| EXERCISE DESCRIPTION |
The listing should be returned in its entirety, exactly as given.

| DATA EXTRACT |
//! Offline position lookup

use std::path::Path;

use anyhow::Result;
use serde::Serialize;

use readalong::{resolve, Config, Position, TimeIndex};

#[derive(Serialize)]
struct Resolved<'a> {
    time: f64,
    #[serde(flatten)]
    position: Position,
    word_text: Option<&'a str>,
}

pub fn handle(path: &Path, times: &[f64], strict: bool, json: bool) -> Result<()> {
    let config = Config::load()?;
    let index = super::load_index(path, strict, &config)?;

    for &time in times {
        let position = resolve(&index, time, config.sync.snap_threshold);
        if json {
            let resolved = Resolved {
                time,
                position,
                word_text: word_text(&index, position),
            };
            println!("{}", serde_json::to_string(&resolved)?);
        } else {
            println!("{}", describe(&index, time, position));
        }
    }
    Ok(())
}

fn word_text(index: &TimeIndex, position: Position) -> Option<&str> {
    index
        .word(position.sentence?, position.word?)
        .map(|w| w.text.as_str())
}

/// One human-readable line per resolved time.
fn describe(index: &TimeIndex, time: f64, position: Position) -> String {
    match (position.sentence, position.word) {
        (None, _) => format!("{:>8.3}  -", time),
        (Some(s), None) => format!("{:>8.3}  sentence {}  word -", time, s),
        (Some(s), Some(w)) => format!(
            "{:>8.3}  sentence {}  word {}  {:?}",
            time,
            s,
            w,
            word_text(index, position).unwrap_or_default()
        ),
    }
}
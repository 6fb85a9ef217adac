//! Deterministic test doubles.
//!
//! `FakeAudio` is an [`AudioResource`] whose clock only moves when told to,
//! so sync behaviour can be checked tick by tick without wall-clock timing.
//! Pair it with [`FrameScheduler`](crate::player::FrameScheduler), where every
//! `pump` is one frame. [`Shared`] keeps a handle on a resource or scheduler
//! after the controller takes ownership of it.
//!
//! Built for this crate's own tests and behind the `testing` feature.

use std::cell::{Ref, RefCell, RefMut};
use std::collections::VecDeque;
use std::rc::Rc;

use crate::player::{AudioError, AudioEvent, AudioResource, Scheduler, TickHandle};

/// Manually driven audio resource.
#[derive(Debug)]
pub struct FakeAudio {
    duration: f64,
    clock: f64,
    rate: f64,
    playing: bool,
    source: Option<String>,
    fail_next_load: Option<String>,
    reject_next_play: Option<String>,
    play_requests: usize,
    events: VecDeque<AudioEvent>,
}

impl FakeAudio {
    /// Media of `duration` seconds; metadata reports it on load.
    pub fn new(duration: f64) -> Self {
        Self {
            duration,
            clock: 0.0,
            rate: 1.0,
            playing: false,
            source: None,
            fail_next_load: None,
            reject_next_play: None,
            play_requests: 0,
            events: VecDeque::new(),
        }
    }

    /// Move the playback clock as if audio had played up to `time`.
    pub fn set_clock(&mut self, time: f64) {
        self.clock = time;
    }

    pub fn clock(&self) -> f64 {
        self.clock
    }

    /// Play through to the end of the media.
    pub fn finish(&mut self) {
        self.clock = self.duration;
        self.playing = false;
        self.events.push_back(AudioEvent::Ended);
    }

    /// Make the next successful `load` report a deferred failure.
    pub fn fail_next_load(&mut self, reason: &str) {
        self.fail_next_load = Some(reason.to_string());
    }

    /// Make the next `play` request be declined.
    pub fn reject_next_play(&mut self, reason: &str) {
        self.reject_next_play = Some(reason.to_string());
    }

    pub fn is_playing(&self) -> bool {
        self.playing
    }

    pub fn rate(&self) -> f64 {
        self.rate
    }

    pub fn play_requests(&self) -> usize {
        self.play_requests
    }

    pub fn loaded_source(&self) -> Option<&str> {
        self.source.as_deref()
    }
}

impl AudioResource for FakeAudio {
    fn load(&mut self, source: &str) -> Result<(), AudioError> {
        if source.is_empty() {
            return Err(AudioError::NotFound(source.to_string()));
        }
        self.source = Some(source.to_string());
        self.clock = 0.0;
        self.playing = false;
        match self.fail_next_load.take() {
            Some(reason) => self.events.push_back(AudioEvent::LoadFailed(reason)),
            None => self.events.push_back(AudioEvent::MetadataLoaded {
                duration: self.duration,
            }),
        }
        Ok(())
    }

    fn unload(&mut self) {
        self.source = None;
        self.playing = false;
        self.events.clear();
    }

    fn current_time(&self) -> f64 {
        self.clock
    }

    fn set_current_time(&mut self, time: f64) {
        self.clock = time;
    }

    fn play(&mut self) {
        self.play_requests += 1;
        match self.reject_next_play.take() {
            Some(reason) => self.events.push_back(AudioEvent::PlayRejected(reason)),
            None => {
                self.playing = true;
                self.events.push_back(AudioEvent::PlayStarted);
            }
        }
    }

    fn pause(&mut self) {
        self.playing = false;
    }

    fn set_playback_rate(&mut self, rate: f64) {
        self.rate = rate;
    }

    fn poll_event(&mut self) -> Option<AudioEvent> {
        self.events.pop_front()
    }
}

/// A resource or scheduler that stays inspectable after being handed to a
/// controller, including after the controller is dropped.
#[derive(Debug, Default)]
pub struct Shared<T>(Rc<RefCell<T>>);

impl<T> Shared<T> {
    pub fn new(inner: T) -> Self {
        Self(Rc::new(RefCell::new(inner)))
    }

    pub fn borrow(&self) -> Ref<'_, T> {
        self.0.borrow()
    }

    pub fn borrow_mut(&self) -> RefMut<'_, T> {
        self.0.borrow_mut()
    }
}

impl<T> Clone for Shared<T> {
    fn clone(&self) -> Self {
        Self(Rc::clone(&self.0))
    }
}

impl<T: AudioResource> AudioResource for Shared<T> {
    fn load(&mut self, source: &str) -> Result<(), AudioError> {
        self.0.borrow_mut().load(source)
    }

    fn unload(&mut self) {
        self.0.borrow_mut().unload();
    }

    fn current_time(&self) -> f64 {
        self.0.borrow().current_time()
    }

    fn set_current_time(&mut self, time: f64) {
        self.0.borrow_mut().set_current_time(time);
    }

    fn play(&mut self) {
        self.0.borrow_mut().play();
    }

    fn pause(&mut self) {
        self.0.borrow_mut().pause();
    }

    fn set_playback_rate(&mut self, rate: f64) {
        self.0.borrow_mut().set_playback_rate(rate);
    }

    fn poll_event(&mut self) -> Option<AudioEvent> {
        self.0.borrow_mut().poll_event()
    }
}

impl<T: Scheduler> Scheduler for Shared<T> {
    fn request_tick(&mut self) -> TickHandle {
        self.0.borrow_mut().request_tick()
    }

    fn cancel_tick(&mut self, handle: TickHandle) {
        self.0.borrow_mut().cancel_tick(handle);
    }

    fn take_due(&mut self) -> Vec<TickHandle> {
        self.0.borrow_mut().take_due()
    }

    fn pending(&self) -> usize {
        self.0.borrow().pending()
    }
}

| RESULT |
//! Offline position lookup

use std::path::Path;

use anyhow::Result;
use serde::Serialize;

use readalong::{resolve, Config, Position, TimeIndex};

#[derive(Serialize)]
struct Resolved<'a> {
    time: f64,
    #[serde(flatten)]
    position: Position,
    word_text: Option<&'a str>,
}

pub fn handle(path: &Path, times: &[f64], strict: bool, json: bool) -> Result<()> {
    let config = Config::load()?;
    let index = super::load_index(path, strict, &config)?;

    for &time in times {
        let position = resolve(&index, time, config.sync.snap_threshold);
        if json {
            let resolved = Resolved {
                time,
                position,
                word_text: word_text(&index, position),
            };
            println!("{}", serde_json::to_string(&resolved)?);
        } else {
            println!("{}", describe(&index, time, position));
        }
    }
    Ok(())
}

fn word_text(index: &TimeIndex, position: Position) -> Option<&str> {
    index
        .word(position.sentence?, position.word?)
        .map(|w| w.text.as_str())
}

/// One human-readable line per resolved time.
fn describe(index: &TimeIndex, time: f64, position: Position) -> String {
    match (position.sentence, position.word) {
        (None, _) => format!("{:>8.3}  -", time),
        (Some(s), None) => format!("{:>8.3}  sentence {}  word -", time, s),
        (Some(s), Some(w)) => format!(
            "{:>8.3}  sentence {}  word {}  {:?}",
            time,
            s,
            w,
            word_text(index, position).unwrap_or_default()
        ),
    }
}
repository 6fb85a9ef217adac
//! Deterministic test doubles.
//!
//! `FakeAudio` is an [`AudioResource`] whose clock only moves when told to,
//! so sync behaviour can be checked tick by tick without wall-clock timing.
//! Pair it with [`FrameScheduler`](crate::player::FrameScheduler), where every
//! `pump` is one frame. [`Shared`] keeps a handle on a resource or scheduler
//! after the controller takes ownership of it.
//!
//! Built for this crate's own tests and behind the `testing` feature.

use std::cell::{Ref, RefCell, RefMut};
use std::collections::VecDeque;
use std::rc::Rc;

use crate::player::{AudioError, AudioEvent, AudioResource, Scheduler, TickHandle};

/// Manually driven audio resource.
#[derive(Debug)]
pub struct FakeAudio {
    duration: f64,
    clock: f64,
    rate: f64,
    playing: bool,
    source: Option<String>,
    fail_next_load: Option<String>,
    reject_next_play: Option<String>,
    play_requests: usize,
    events: VecDeque<AudioEvent>,
}

impl FakeAudio {
    /// Media of `duration` seconds; metadata reports it on load.
    pub fn new(duration: f64) -> Self {
        Self {
            duration,
            clock: 0.0,
            rate: 1.0,
            playing: false,
            source: None,
            fail_next_load: None,
            reject_next_play: None,
            play_requests: 0,
            events: VecDeque::new(),
        }
    }

    /// Move the playback clock as if audio had played up to `time`.
    pub fn set_clock(&mut self, time: f64) {
        self.clock = time;
    }

    pub fn clock(&self) -> f64 {
        self.clock
    }

    /// Play through to the end of the media.
    pub fn finish(&mut self) {
        self.clock = self.duration;
        self.playing = false;
        self.events.push_back(AudioEvent::Ended);
    }

    /// Make the next successful `load` report a deferred failure.
    pub fn fail_next_load(&mut self, reason: &str) {
        self.fail_next_load = Some(reason.to_string());
    }

    /// Make the next `play` request be declined.
    pub fn reject_next_play(&mut self, reason: &str) {
        self.reject_next_play = Some(reason.to_string());
    }

    pub fn is_playing(&self) -> bool {
        self.playing
    }

    pub fn rate(&self) -> f64 {
        self.rate
    }

    pub fn play_requests(&self) -> usize {
        self.play_requests
    }

    pub fn loaded_source(&self) -> Option<&str> {
        self.source.as_deref()
    }
}

impl AudioResource for FakeAudio {
    fn load(&mut self, source: &str) -> Result<(), AudioError> {
        if source.is_empty() {
            return Err(AudioError::NotFound(source.to_string()));
        }
        self.source = Some(source.to_string());
        self.clock = 0.0;
        self.playing = false;
        match self.fail_next_load.take() {
            Some(reason) => self.events.push_back(AudioEvent::LoadFailed(reason)),
            None => self.events.push_back(AudioEvent::MetadataLoaded {
                duration: self.duration,
            }),
        }
        Ok(())
    }

    fn unload(&mut self) {
        self.source = None;
        self.playing = false;
        self.events.clear();
    }

    fn current_time(&self) -> f64 {
        self.clock
    }

    fn set_current_time(&mut self, time: f64) {
        self.clock = time;
    }

    fn play(&mut self) {
        self.play_requests += 1;
        match self.reject_next_play.take() {
            Some(reason) => self.events.push_back(AudioEvent::PlayRejected(reason)),
            None => {
                self.playing = true;
                self.events.push_back(AudioEvent::PlayStarted);
            }
        }
    }

    fn pause(&mut self) {
        self.playing = false;
    }

    fn set_playback_rate(&mut self, rate: f64) {
        self.rate = rate;
    }

    fn poll_event(&mut self) -> Option<AudioEvent> {
        self.events.pop_front()
    }
}

/// A resource or scheduler that stays inspectable after being handed to a
/// controller, including after the controller is dropped.
#[derive(Debug, Default)]
pub struct Shared<T>(Rc<RefCell<T>>);

impl<T> Shared<T> {
    pub fn new(inner: T) -> Self {
        Self(Rc::new(RefCell::new(inner)))
    }

    pub fn borrow(&self) -> Ref<'_, T> {
        self.0.borrow()
    }

    pub fn borrow_mut(&self) -> RefMut<'_, T> {
        self.0.borrow_mut()
    }
}

impl<T> Clone for Shared<T> {
    fn clone(&self) -> Self {
        Self(Rc::clone(&self.0))
    }
}

impl<T: AudioResource> AudioResource for Shared<T> {
    fn load(&mut self, source: &str) -> Result<(), AudioError> {
        self.0.borrow_mut().load(source)
    }

    fn unload(&mut self) {
        self.0.borrow_mut().unload();
    }

    fn current_time(&self) -> f64 {
        self.0.borrow().current_time()
    }

    fn set_current_time(&mut self, time: f64) {
        self.0.borrow_mut().set_current_time(time);
    }

    fn play(&mut self) {
        self.0.borrow_mut().play();
    }

    fn pause(&mut self) {
        self.0.borrow_mut().pause();
    }

    fn set_playback_rate(&mut self, rate: f64) {
        self.0.borrow_mut().set_playback_rate(rate);
    }

    fn poll_event(&mut self) -> Option<AudioEvent> {
        self.0.borrow_mut().poll_event()
    }
}

impl<T: Scheduler> Scheduler for Shared<T> {
    fn request_tick(&mut self) -> TickHandle {
        self.0.borrow_mut().request_tick()
    }

    fn cancel_tick(&mut self, handle: TickHandle) {
        self.0.borrow_mut().cancel_tick(handle);
    }

    fn take_due(&mut self) -> Vec<TickHandle> {
        self.0.borrow_mut().take_due()
    }

    fn pending(&self) -> usize {
        self.0.borrow().pending()
    }
}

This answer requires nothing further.